[Items listed in a dataset]

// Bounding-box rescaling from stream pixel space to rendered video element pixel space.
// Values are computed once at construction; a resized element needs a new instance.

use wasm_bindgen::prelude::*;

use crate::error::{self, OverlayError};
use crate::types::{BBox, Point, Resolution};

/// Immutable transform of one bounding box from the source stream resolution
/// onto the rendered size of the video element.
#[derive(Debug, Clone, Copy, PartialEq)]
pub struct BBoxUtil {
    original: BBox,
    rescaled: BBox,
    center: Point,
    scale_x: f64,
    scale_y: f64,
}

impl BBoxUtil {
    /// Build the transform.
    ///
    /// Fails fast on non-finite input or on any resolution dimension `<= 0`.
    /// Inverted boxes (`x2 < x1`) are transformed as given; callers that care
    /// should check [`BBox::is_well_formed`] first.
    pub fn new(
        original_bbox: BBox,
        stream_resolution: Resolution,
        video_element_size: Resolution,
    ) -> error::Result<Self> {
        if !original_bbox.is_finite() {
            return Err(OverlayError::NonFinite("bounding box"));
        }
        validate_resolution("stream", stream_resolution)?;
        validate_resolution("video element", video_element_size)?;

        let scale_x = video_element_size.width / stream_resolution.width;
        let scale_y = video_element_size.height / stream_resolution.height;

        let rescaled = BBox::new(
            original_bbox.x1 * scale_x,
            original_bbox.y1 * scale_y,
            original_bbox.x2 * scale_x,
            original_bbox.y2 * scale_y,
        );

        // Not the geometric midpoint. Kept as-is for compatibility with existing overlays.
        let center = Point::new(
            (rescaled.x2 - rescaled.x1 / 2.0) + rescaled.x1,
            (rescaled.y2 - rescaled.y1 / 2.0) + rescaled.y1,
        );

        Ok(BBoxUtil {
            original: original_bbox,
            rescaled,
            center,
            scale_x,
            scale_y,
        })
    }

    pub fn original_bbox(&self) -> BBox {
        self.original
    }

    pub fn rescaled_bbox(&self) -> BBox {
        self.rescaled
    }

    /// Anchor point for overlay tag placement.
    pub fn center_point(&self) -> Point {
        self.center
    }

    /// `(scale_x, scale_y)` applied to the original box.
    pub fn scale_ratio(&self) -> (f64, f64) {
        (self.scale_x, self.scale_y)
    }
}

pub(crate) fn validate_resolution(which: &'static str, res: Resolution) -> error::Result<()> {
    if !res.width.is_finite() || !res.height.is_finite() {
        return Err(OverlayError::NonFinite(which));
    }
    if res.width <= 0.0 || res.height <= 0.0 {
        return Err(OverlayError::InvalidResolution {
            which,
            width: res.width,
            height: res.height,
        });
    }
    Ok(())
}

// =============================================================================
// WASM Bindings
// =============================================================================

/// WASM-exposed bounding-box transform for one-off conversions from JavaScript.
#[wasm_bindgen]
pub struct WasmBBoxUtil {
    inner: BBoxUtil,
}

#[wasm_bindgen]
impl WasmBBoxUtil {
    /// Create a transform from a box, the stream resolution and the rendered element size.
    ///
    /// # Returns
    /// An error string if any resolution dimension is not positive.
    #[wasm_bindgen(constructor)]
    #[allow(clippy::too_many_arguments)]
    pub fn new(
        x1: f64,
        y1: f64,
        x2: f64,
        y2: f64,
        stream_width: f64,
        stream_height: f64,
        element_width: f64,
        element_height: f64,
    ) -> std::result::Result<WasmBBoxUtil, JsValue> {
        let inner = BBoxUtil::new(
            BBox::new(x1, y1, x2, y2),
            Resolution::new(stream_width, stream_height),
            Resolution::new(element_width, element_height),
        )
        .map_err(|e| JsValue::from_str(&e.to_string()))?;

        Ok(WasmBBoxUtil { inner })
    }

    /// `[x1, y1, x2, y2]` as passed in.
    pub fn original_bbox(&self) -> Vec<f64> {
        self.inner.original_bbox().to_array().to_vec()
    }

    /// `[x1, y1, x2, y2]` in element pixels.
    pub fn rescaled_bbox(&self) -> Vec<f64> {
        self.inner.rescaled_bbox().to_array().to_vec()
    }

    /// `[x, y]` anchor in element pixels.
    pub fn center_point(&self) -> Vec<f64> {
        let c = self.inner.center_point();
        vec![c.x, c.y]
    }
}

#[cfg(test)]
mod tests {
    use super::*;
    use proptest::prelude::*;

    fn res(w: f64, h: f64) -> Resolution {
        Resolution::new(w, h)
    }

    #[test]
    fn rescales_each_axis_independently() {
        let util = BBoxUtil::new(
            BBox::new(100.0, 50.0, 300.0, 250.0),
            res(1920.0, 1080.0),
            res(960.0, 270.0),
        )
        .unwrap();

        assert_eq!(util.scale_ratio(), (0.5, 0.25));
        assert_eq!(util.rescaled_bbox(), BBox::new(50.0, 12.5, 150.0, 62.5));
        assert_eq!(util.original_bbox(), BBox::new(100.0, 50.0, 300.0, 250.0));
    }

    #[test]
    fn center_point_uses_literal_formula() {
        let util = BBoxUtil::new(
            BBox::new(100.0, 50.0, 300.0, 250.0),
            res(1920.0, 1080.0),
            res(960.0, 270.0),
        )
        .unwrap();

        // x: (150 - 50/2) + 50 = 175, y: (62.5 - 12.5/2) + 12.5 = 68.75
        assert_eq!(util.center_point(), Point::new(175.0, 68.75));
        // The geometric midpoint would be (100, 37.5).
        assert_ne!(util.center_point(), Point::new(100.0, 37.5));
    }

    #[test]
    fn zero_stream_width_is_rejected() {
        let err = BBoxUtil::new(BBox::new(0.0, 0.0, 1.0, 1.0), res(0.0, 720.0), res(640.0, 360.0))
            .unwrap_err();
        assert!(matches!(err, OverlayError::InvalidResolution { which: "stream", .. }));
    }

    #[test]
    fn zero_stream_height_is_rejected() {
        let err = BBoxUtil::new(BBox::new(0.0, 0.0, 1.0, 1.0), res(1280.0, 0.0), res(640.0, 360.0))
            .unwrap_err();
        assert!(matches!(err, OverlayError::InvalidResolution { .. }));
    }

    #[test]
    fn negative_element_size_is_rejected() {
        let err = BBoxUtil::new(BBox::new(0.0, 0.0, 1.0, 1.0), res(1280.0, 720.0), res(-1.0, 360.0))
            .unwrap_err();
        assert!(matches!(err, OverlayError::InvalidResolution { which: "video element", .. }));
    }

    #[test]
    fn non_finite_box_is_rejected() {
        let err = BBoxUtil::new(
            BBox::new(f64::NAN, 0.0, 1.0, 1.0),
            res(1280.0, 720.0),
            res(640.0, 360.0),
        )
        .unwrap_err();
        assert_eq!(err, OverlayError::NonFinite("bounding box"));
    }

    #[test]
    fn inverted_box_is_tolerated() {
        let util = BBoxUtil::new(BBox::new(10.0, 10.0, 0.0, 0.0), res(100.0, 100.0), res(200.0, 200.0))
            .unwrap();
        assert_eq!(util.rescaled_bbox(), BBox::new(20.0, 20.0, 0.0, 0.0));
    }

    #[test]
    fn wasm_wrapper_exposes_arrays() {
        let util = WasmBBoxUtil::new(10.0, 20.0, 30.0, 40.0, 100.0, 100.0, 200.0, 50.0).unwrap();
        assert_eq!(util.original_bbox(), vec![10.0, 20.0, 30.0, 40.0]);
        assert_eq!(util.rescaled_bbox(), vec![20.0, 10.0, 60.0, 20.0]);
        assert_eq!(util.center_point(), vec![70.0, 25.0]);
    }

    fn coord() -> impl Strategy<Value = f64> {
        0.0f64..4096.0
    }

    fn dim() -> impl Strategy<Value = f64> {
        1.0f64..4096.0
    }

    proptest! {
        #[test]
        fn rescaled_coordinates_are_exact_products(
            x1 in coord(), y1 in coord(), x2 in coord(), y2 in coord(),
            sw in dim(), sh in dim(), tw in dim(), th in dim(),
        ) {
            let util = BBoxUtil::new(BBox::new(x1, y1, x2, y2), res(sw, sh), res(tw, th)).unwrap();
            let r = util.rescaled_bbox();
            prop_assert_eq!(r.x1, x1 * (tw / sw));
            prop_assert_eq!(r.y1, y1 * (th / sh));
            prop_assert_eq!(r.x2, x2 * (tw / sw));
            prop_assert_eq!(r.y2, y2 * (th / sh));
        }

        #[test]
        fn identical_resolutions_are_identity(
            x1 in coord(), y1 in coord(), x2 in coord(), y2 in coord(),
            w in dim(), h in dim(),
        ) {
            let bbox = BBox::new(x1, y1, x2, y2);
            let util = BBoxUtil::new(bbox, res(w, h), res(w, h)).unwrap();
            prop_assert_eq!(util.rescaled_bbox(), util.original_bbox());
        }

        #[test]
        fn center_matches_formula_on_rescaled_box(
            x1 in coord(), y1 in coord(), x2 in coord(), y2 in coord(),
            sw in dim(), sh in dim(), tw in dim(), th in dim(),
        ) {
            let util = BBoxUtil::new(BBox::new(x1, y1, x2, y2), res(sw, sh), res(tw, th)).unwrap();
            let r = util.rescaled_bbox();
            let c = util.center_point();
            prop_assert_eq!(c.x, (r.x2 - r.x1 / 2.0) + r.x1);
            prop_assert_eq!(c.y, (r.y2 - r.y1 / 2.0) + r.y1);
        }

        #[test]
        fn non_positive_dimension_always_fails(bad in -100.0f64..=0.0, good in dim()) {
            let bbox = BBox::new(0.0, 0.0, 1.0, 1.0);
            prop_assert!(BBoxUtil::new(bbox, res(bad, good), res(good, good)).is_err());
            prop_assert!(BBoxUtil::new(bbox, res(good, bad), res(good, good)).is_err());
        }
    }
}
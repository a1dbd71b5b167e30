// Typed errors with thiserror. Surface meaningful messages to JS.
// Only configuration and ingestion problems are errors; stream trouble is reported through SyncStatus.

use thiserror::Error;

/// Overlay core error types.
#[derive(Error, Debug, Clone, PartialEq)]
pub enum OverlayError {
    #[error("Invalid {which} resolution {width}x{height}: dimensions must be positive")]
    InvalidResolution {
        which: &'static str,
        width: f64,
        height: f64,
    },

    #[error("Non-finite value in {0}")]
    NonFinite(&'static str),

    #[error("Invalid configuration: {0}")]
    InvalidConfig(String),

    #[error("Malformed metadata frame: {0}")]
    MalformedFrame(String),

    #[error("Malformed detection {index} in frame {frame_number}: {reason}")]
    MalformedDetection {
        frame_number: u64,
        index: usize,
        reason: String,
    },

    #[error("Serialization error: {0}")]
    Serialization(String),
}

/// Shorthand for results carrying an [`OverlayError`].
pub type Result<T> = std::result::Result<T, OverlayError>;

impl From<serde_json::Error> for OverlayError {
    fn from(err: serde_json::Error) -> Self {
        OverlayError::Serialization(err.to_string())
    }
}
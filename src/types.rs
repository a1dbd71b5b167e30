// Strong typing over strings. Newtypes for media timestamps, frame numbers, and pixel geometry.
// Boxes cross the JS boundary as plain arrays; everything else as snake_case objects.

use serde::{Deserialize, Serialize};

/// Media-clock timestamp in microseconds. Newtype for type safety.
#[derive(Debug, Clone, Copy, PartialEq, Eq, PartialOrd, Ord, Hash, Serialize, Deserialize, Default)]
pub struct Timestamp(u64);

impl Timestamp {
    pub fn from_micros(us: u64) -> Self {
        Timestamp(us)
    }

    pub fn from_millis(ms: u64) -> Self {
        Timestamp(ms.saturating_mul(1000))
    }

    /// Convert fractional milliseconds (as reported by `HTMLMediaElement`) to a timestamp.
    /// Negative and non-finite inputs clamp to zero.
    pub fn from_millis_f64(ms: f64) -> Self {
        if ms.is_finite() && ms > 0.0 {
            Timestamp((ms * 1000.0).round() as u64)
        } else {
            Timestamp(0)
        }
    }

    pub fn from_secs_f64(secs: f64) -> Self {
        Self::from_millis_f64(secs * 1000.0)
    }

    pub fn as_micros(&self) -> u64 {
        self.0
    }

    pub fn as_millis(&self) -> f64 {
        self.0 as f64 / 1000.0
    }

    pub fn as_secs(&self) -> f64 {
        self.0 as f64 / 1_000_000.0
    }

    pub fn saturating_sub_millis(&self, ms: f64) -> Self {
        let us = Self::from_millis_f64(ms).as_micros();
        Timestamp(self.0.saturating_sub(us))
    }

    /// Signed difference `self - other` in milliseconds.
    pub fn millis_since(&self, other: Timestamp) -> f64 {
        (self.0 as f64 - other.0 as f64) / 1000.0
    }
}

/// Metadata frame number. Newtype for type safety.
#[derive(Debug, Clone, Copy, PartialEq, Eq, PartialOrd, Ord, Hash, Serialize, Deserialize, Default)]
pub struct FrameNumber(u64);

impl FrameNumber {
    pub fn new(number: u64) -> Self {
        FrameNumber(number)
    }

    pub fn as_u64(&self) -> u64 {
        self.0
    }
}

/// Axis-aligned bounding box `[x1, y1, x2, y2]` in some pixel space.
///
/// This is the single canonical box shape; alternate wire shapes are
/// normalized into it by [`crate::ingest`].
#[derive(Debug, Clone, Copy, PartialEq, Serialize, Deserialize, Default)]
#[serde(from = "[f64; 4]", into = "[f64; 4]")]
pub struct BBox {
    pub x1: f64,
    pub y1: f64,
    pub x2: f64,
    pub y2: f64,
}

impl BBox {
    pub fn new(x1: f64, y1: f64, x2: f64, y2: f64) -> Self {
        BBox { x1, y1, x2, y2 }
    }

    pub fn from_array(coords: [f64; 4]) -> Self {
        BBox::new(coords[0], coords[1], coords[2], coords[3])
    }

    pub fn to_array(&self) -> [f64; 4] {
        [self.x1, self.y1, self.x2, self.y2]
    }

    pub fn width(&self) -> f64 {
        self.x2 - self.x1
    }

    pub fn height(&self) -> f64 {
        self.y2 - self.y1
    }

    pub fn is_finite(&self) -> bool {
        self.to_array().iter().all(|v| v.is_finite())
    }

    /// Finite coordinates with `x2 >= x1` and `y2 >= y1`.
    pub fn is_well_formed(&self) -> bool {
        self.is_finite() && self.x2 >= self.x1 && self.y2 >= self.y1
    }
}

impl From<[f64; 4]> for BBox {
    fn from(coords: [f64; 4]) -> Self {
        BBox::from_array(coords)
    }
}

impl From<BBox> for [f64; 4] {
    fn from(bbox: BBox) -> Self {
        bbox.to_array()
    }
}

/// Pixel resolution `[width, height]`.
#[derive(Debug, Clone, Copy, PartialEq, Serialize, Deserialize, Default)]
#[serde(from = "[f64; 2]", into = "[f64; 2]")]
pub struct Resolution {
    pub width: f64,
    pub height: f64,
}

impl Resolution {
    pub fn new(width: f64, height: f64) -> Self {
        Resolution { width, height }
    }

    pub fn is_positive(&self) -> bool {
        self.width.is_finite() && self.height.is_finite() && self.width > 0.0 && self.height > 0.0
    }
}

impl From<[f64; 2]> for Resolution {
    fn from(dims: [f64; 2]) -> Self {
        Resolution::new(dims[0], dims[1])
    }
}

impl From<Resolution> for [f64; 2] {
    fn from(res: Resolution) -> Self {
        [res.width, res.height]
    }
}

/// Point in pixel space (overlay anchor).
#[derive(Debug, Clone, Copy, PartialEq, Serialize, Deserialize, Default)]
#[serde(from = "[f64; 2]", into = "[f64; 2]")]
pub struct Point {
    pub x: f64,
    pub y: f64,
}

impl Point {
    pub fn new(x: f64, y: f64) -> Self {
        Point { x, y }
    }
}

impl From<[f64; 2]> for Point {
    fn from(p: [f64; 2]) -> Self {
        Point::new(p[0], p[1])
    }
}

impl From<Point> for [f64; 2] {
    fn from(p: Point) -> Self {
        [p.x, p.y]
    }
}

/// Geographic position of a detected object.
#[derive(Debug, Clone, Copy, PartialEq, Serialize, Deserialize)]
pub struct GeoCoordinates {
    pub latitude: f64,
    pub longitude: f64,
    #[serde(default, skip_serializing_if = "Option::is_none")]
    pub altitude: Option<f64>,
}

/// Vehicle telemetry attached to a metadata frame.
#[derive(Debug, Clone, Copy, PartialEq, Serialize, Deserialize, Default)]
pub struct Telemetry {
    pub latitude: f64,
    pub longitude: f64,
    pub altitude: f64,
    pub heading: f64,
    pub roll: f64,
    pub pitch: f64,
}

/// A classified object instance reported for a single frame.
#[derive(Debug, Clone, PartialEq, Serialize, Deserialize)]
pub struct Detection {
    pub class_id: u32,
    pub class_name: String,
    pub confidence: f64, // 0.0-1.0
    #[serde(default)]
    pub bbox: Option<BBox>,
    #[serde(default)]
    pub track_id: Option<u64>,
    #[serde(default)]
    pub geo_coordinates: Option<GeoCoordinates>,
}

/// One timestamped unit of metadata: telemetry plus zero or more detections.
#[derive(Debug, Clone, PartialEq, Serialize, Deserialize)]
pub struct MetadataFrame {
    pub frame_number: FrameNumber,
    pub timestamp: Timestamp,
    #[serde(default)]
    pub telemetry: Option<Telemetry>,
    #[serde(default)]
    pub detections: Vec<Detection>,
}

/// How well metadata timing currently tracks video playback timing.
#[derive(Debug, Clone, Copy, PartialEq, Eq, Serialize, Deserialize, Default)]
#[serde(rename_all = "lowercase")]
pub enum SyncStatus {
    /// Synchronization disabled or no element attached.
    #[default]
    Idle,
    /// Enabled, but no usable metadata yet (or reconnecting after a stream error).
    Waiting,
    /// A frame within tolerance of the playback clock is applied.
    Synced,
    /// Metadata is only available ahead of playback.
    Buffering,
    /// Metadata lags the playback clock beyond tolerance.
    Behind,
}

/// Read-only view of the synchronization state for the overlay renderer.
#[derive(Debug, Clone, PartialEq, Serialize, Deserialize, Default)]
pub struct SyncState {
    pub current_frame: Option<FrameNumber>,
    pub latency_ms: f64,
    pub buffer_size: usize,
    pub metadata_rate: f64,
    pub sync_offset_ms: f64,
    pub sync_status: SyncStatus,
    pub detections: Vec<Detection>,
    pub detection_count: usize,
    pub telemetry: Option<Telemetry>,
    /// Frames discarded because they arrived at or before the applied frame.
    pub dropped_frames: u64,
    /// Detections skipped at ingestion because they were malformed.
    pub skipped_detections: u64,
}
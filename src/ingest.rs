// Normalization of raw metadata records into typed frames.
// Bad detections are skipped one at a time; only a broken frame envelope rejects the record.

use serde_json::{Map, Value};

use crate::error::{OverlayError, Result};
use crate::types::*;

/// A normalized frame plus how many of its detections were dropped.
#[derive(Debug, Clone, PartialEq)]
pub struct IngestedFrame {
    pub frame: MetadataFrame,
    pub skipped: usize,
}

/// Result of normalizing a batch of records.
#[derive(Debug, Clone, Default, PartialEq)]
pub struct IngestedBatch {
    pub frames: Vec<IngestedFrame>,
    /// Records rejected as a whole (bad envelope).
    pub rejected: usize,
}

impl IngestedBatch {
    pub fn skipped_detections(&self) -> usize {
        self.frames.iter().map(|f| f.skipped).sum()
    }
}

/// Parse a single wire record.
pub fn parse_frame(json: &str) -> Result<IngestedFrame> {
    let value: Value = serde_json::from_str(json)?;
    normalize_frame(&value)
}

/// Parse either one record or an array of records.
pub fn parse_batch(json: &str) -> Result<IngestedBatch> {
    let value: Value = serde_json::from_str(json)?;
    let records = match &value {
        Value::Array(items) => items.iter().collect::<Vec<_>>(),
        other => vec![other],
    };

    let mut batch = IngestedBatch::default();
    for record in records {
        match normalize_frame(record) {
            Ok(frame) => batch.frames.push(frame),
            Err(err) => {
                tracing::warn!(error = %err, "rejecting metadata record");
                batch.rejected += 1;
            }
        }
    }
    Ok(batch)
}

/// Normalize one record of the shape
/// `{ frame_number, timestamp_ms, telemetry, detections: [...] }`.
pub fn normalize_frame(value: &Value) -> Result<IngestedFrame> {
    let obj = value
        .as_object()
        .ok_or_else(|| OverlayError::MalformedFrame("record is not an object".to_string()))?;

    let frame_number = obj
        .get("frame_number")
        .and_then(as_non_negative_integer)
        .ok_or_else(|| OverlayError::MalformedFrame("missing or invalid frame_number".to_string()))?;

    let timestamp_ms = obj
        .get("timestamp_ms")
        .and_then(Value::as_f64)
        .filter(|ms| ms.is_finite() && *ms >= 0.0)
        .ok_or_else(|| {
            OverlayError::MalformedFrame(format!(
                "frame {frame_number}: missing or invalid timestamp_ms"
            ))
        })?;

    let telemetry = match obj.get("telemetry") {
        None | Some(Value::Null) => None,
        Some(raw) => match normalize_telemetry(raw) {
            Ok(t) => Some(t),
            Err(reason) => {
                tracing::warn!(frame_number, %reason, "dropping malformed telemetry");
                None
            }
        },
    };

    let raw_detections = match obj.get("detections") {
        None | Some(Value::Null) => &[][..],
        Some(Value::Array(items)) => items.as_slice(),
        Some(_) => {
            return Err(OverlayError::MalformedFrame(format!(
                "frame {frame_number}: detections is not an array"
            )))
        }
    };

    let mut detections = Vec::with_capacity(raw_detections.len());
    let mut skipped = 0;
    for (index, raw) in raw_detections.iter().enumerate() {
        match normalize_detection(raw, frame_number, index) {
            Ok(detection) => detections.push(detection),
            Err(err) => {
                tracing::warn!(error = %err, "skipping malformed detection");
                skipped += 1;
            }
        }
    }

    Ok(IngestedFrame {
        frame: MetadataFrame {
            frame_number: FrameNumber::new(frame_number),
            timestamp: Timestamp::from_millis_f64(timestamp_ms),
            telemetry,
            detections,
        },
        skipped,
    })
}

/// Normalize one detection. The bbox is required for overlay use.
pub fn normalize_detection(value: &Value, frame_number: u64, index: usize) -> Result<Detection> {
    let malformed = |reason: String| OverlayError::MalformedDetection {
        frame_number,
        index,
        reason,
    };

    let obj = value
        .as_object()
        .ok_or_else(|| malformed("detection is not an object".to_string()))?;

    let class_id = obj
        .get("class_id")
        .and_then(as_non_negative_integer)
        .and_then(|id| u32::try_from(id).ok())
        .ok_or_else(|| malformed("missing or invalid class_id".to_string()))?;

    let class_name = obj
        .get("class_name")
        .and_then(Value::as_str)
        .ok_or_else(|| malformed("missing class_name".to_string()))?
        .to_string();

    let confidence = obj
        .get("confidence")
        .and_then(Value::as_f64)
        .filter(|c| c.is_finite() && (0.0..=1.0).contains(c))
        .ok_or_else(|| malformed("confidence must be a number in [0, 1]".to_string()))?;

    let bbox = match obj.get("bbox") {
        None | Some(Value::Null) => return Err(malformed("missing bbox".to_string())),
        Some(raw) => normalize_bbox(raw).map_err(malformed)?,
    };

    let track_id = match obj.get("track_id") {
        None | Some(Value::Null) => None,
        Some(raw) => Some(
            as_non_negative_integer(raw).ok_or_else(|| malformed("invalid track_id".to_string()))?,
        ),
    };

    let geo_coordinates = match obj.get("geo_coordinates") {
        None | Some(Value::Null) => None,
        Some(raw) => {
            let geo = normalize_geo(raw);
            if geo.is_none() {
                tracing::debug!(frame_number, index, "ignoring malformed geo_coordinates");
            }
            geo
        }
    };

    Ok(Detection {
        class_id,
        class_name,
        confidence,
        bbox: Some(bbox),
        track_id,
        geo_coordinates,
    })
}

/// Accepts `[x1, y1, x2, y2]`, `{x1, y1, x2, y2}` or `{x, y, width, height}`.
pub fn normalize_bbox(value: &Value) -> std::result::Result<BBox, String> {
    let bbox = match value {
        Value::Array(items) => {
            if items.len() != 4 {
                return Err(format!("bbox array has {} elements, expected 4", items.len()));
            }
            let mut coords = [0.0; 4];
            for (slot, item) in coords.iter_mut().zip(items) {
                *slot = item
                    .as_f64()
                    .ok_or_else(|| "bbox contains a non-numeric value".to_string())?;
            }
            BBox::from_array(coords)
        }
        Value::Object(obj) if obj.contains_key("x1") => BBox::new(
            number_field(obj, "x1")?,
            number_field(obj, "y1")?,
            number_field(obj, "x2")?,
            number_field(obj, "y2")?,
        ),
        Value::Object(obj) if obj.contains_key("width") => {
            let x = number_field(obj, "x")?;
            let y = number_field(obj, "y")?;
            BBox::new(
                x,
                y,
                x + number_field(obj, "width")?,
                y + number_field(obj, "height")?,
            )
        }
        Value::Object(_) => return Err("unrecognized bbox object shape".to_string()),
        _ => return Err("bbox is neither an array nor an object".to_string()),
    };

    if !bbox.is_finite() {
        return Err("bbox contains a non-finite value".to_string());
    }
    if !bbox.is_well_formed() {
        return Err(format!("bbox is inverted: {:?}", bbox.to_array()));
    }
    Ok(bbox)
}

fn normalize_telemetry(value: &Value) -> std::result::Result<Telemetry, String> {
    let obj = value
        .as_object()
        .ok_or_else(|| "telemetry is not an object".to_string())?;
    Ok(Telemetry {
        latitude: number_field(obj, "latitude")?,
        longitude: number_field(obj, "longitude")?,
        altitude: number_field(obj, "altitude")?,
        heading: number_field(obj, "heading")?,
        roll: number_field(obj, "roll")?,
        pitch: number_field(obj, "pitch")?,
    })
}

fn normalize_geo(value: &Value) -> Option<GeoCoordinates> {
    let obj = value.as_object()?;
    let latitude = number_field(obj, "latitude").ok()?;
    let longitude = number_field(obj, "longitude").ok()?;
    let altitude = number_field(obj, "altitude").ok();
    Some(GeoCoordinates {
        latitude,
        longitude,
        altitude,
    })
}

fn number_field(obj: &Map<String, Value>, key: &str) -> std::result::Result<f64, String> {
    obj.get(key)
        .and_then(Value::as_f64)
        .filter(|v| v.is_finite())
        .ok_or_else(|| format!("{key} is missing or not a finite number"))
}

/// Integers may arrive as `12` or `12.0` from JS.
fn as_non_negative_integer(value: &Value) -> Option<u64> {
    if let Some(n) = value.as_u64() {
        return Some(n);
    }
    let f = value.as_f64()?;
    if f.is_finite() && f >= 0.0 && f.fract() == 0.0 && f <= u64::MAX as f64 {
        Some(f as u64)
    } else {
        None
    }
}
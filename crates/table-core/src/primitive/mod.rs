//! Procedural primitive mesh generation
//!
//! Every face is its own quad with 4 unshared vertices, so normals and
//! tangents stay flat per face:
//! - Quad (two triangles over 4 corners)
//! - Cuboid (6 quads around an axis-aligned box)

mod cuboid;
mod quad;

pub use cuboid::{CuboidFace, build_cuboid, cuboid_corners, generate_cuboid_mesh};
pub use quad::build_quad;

EXERCISE AIM -
Reproduce all lines from the records above that include the word "GeoCoordinates".

ANSWER FOR THIS EXERCISE -
pub struct GeoCoordinates {
    pub geo_coordinates: Option<GeoCoordinates>,
fn normalize_geo(value: &Value) -> Option<GeoCoordinates> {
    Some(GeoCoordinates {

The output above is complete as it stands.